Eschatology is useful because focusing on the end changes one’s understanding of present circumstances. According to theologian Hans Schwarz (2000, 26), “eschatology includes all concepts of life beyond death and everything connected to it,” and it “is determined by and determines our understanding of humanity, of body and soul, and of value systems and worldviews.” He goes on to write that “most religions envision a final end of all history when our present world will come to a close and a new world will appear” (365). Eschatological concepts are central to the New Testament. The Old Testament book of Ecclesiastes (3:11) goes as far as declaring that God “has put eternity into man’s heart.” In terms of its influence, historian Paul Boyer’s 1992 study, When Time Shall Be No More, found prophecy belief has particularly and significantly affected American thought and culture.
Postmillennial theology, shared by many in the Social Gospel movement, was an impetus for their advocacy for policy reforms. This theology interprets Revelation chapter 20’s reference to a thousand years as a period of righteous rule before the second coming of Jesus Christ, rather than the period after his second coming, as premillennialists believe. On the one hand, such a view of eschatology would draw its followers to develop and support policies that are consistent with what they thought would bring forth the kingdom of God. On the other hand, if the kingdom of God does not materialize as they perceived it would in terms of timeline or expected outcomes, they would either abandon policy reform or support it through other rationale. George Herron, a leading figure of the Social Gospel movement, is a great example of one who prophesied about bringing an approximation of the kingdom of God to earth, but was mournful when it did not occur (Marty 1986, 157). Thus, absent the arrival of the kingdom of God in some reasoned amount of time, postmillennial-theology-influenced movements like the Social Gospel have not been sustainable over the long term—despite their natural affinity for policy action. At first glance, this would suggest that eschatology is of no value to theology-oriented economic policymaking, but that ignores the concept of proleptic anticipation, which could be consistent with a variety of millennial views.
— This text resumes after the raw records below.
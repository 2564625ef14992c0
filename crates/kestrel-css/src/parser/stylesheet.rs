use kestrel_common::warning::warn_once;

use super::scan::{find_top_level, matching_brace, split_top_level, strip_comments};
use super::{CascadeRule, MediaRule, Stylesheet, parse_declarations};
use crate::selector::SelectorCache;

/// [§ 5.3.3 Parse a stylesheet](https://www.w3.org/TR/css-syntax-3/#parse-stylesheet)
///
/// Parse CSS text. Never fails; the result holds whatever could be
/// recovered.
#[must_use]
pub fn parse_stylesheet(css: &str) -> Stylesheet {
    let text = strip_comments(css);
    let mut sheet = Stylesheet::default();
    let mut cache = SelectorCache::new();
    parse_rule_list(&text, &mut sheet, &mut cache, false);
    sheet
}

/// Walk a list of rules and at-rules. Inside an `@media` block (`nested`),
/// at-rules are skipped.
fn parse_rule_list(text: &str, sheet: &mut Stylesheet, cache: &mut SelectorCache, nested: bool) {
    let mut rest = text.trim_start();

    while !rest.is_empty() {
        let after = if rest.starts_with('@') {
            parse_at_rule(rest, sheet, cache, nested)
        } else if let Some(stray) = rest.strip_prefix('}') {
            warn_once("CSS", "skipped unmatched '}'");
            stray
        } else {
            parse_style_rule(rest, sheet, cache)
        };
        rest = after.trim_start();
    }
}

/// Parse the at-rule at the start of `text`; returns the text after it.
fn parse_at_rule<'a>(
    text: &'a str,
    sheet: &mut Stylesheet,
    cache: &mut SelectorCache,
    nested: bool,
) -> &'a str {
    let name_len = text[1..]
        .find(|c: char| !(c.is_ascii_alphanumeric() || c == '-'))
        .unwrap_or(text.len() - 1);
    let name = text[1..=name_len].to_ascii_lowercase();

    match find_top_level(text, &[';', '{']) {
        Some((end, ';')) => {
            let prelude = text[1 + name_len..end].trim();
            match name.as_str() {
                "charset" if !nested => {
                    if sheet.charset.is_none() {
                        sheet.charset = Some(unquote(prelude).to_string());
                    }
                }
                "import" if !nested => {
                    if let Some(target) = import_target(prelude) {
                        sheet.imports.push(target);
                    }
                }
                _ => warn_once("CSS", &format!("skipped unsupported at-rule @{name}")),
            }
            &text[end + 1..]
        }
        Some((open, _)) => {
            let close = matching_brace(text, open);
            let body = &text[open + 1..close.unwrap_or(text.len())];
            if name == "media" && !nested {
                let mut inner = Stylesheet::default();
                parse_rule_list(body, &mut inner, cache, true);
                sheet.media_rules.push(MediaRule {
                    query: text[1 + name_len..open].trim().to_string(),
                    rules: inner.rules,
                });
            } else {
                warn_once("CSS", &format!("skipped unsupported at-rule @{name}"));
            }
            close.map_or("", |c| &text[c + 1..])
        }
        None => {
            warn_once("CSS", &format!("dropped unterminated at-rule @{name}"));
            ""
        }
    }
}

/// Parse `selectors { declarations }` at the start of `text`; returns the
/// text after it.
fn parse_style_rule<'a>(
    text: &'a str,
    sheet: &mut Stylesheet,
    cache: &mut SelectorCache,
) -> &'a str {
    let Some((open, c)) = find_top_level(text, &['{', '}', ';']) else {
        warn_once("CSS", &format!("dropped rule without '{{' ({})", text.trim()));
        return "";
    };
    if c != '{' {
        let dropped = text[..open].trim();
        warn_once("CSS", &format!("dropped rule without '{{' ({dropped})"));
        return &text[open + 1..];
    }

    let close = matching_brace(text, open);
    let body = &text[open + 1..close.unwrap_or(text.len())];
    let rest = close.map_or("", |c| &text[c + 1..]);

    let selectors: Vec<String> = split_top_level(&text[..open], ',')
        .into_iter()
        .map(str::trim)
        .filter(|s| !s.is_empty())
        .map(str::to_string)
        .collect();
    if selectors.is_empty() {
        warn_once("CSS", "dropped rule with an empty selector list");
        return rest;
    }

    let rule = CascadeRule::new(selectors, parse_declarations(body), cache);
    for (selector, parsed) in rule.selectors.iter().zip(&rule.parsed) {
        if parsed.is_none() {
            warn_once("CSS", &format!("unsupported selector '{selector}'"));
        }
    }
    sheet.rules.push(rule);
    rest
}

fn unquote(s: &str) -> &str {
    let s = s.trim();
    s.strip_prefix('"')
        .and_then(|s| s.strip_suffix('"'))
        .or_else(|| s.strip_prefix('\'').and_then(|s| s.strip_suffix('\'')))
        .unwrap_or(s)
}

/// The URL of `@import url(x) ...`, `@import "x" ...` or `@import x`.
fn import_target(prelude: &str) -> Option<String> {
    let target = if prelude
        .get(..4)
        .is_some_and(|head| head.eq_ignore_ascii_case("url("))
    {
        let end = prelude.find(')')?;
        unquote(&prelude[4..end])
    } else if let Some(quote @ ('"' | '\'')) = prelude.chars().next() {
        let end = prelude[1..].find(quote)?;
        &prelude[1..=end]
    } else {
        prelude.split_whitespace().next()?
    };
    (!target.is_empty()).then(|| target.to_string())
}

#[cfg(test)]
mod tests {
    use super::*;

    #[test]
    fn test_import_forms() {
        assert_eq!(import_target("url(\"a.css\") screen").as_deref(), Some("a.css"));
        assert_eq!(import_target("'b.css'").as_deref(), Some("b.css"));
        assert_eq!(import_target("c.css").as_deref(), Some("c.css"));
        assert_eq!(import_target("\"\""), None);
        assert_eq!(import_target("\"éé\"").as_deref(), Some("éé"));
        assert_eq!(import_target("ü").as_deref(), Some("ü"));
    }

    #[test]
    fn test_stray_semicolon_text_is_skipped() {
        let sheet = parse_stylesheet("garbage; p { color: red }");
        assert_eq!(sheet.rules.len(), 1);
        assert_eq!(sheet.rules[0].selectors, vec!["p"]);
    }
}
Proleptic anticipation is acting in the present with knowledge and understanding of the new world to come, a hope that is recognized by the Apostle Paul in Romans 8:18-24 (NIV):
I consider that our present sufferings are not worth comparing with the glory that will be revealed in us. For the creation waits in eager expectation for the children of God to be revealed. For the creation was subjected to frustration, not by its own choice, but by the will of the one who subjected it, in hope that the creation itself will be liberated from its bondage to decay and brought into the freedom and glory of the children of God. We know that the whole creation has been groaning as in the pains of childbirth right up to the present time. Not only so, but we ourselves, who have the first fruits of the Spirit, groan inwardly as we wait eagerly for our adoption to sonship, the redemption of our bodies. For in this hope we were saved. But hope that is seen is no hope at all. Who hopes for what they already have?
Schwarz (2000, 407) contends that proleptic anticipation is the most “viable” response of Christians to the future:
Knowing that the future has already begun in the resurrection of Jesus Christ, it dares to anticipate proleptically this future along the avenue which the Christ event provides. This process of active anticipation strives for a better humanity, a more just society, and a more worldly world to live in. But since it is only anticipation, Christian faith is realistic enough to take into account our intrinsic alienation from God.
This response stands in contrast to possible responses of “despairing resignation” and “futuristic activism.” With despairing resignation, believers understand their future in the kingdom of God, but any human attempts to approximate that end are expected to utterly fail. With futuristic activism, believers are confident they can bring forth the kingdom of God through their own powers. Between these two responses, proleptic anticipation recognizes limitations, but also provides vision and hope that the present world can be improved (Schwarz 2000, 405-7). Arguably then, reform movements are more likely to be initiated and sustained when advocates act out of proleptic anticipation than through pre- or postmillennial views alone.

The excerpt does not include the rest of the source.